YOUR INSTRUCTIONS: Output all of the records again, exactly as written.

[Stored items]
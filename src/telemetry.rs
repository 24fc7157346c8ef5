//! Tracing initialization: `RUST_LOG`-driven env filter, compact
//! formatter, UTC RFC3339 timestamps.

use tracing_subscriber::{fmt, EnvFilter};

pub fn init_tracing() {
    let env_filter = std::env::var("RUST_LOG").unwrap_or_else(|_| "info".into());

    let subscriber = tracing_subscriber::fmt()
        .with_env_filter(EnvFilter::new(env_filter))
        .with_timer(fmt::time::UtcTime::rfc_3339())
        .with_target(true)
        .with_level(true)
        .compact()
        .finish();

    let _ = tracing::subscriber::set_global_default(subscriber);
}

TASK RESPONSE:
filename src/telemetry.rs
repository 24fc7157346c8ef5
//! Tracing initialization: `RUST_LOG`-driven env filter, compact
//! formatter, UTC RFC3339 timestamps.

use tracing_subscriber::{fmt, EnvFilter};

pub fn init_tracing() {
    let env_filter = std::env::var("RUST_LOG").unwrap_or_else(|_| "info".into());

    let subscriber = tracing_subscriber::fmt()
        .with_env_filter(EnvFilter::new(env_filter))
        .with_timer(fmt::time::UtcTime::rfc_3339())
        .with_target(true)
        .with_level(true)
        .compact()
        .finish();

    let _ = tracing::subscriber::set_global_default(subscriber);
}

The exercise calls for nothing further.